> [TASK DESCRIPTION]: Output only the span of lines that begins at the line containing "an experiment directory." and ends at the last line of the data, both included, exactly as they appear.

--- WORKING DATA Enclosed Below ---

#![deny(missing_docs)]
#![doc = env!("CARGO_PKG_DESCRIPTION")]

/// COLMAP camera model names.
pub mod camera;

/// Construction of the COLMAP command lines.
pub mod command;

/// Error types for the pipeline.
pub mod error;

/// Execution of external commands.
///
/// See [`executor::StageExecutor`] for the seam used to substitute fake tools in tests.
pub mod executor;

/// On-disk layout of an experiment directory.
pub mod layout;

/// Options for the COLMAP invocations.
pub mod options;

/// The fail-fast pipeline state machine and its runner.
pub mod pipeline;

/// Test doubles for [`executor::StageExecutor`].
pub mod testing;

pub use crate::camera::CameraModel;
pub use crate::command::StageCommand;
pub use crate::error::{LayoutError, PipelineError};
pub use crate::executor::{ProcessExecutor, StageExecutor, StageStatus};
pub use crate::layout::ExperimentLayout;
pub use crate::options::ColmapOptions;
pub use crate::pipeline::{
    ColmapPipeline, PipelineReport, PipelineState, PoseMode, Stage, StageEvent,
};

--- End of Enclosed WORKING DATA ---

> [YOUR SOLUTION]:
/// On-disk layout of an experiment directory.
pub mod layout;

/// Options for the COLMAP invocations.
pub mod options;

/// The fail-fast pipeline state machine and its runner.
pub mod pipeline;

/// Test doubles for [`executor::StageExecutor`].
pub mod testing;

pub use crate::camera::CameraModel;
pub use crate::command::StageCommand;
pub use crate::error::{LayoutError, PipelineError};
pub use crate::executor::{ProcessExecutor, StageExecutor, StageStatus};
pub use crate::layout::ExperimentLayout;
pub use crate::options::ColmapOptions;
pub use crate::pipeline::{
    ColmapPipeline, PipelineReport, PipelineState, PoseMode, Stage, StageEvent,
};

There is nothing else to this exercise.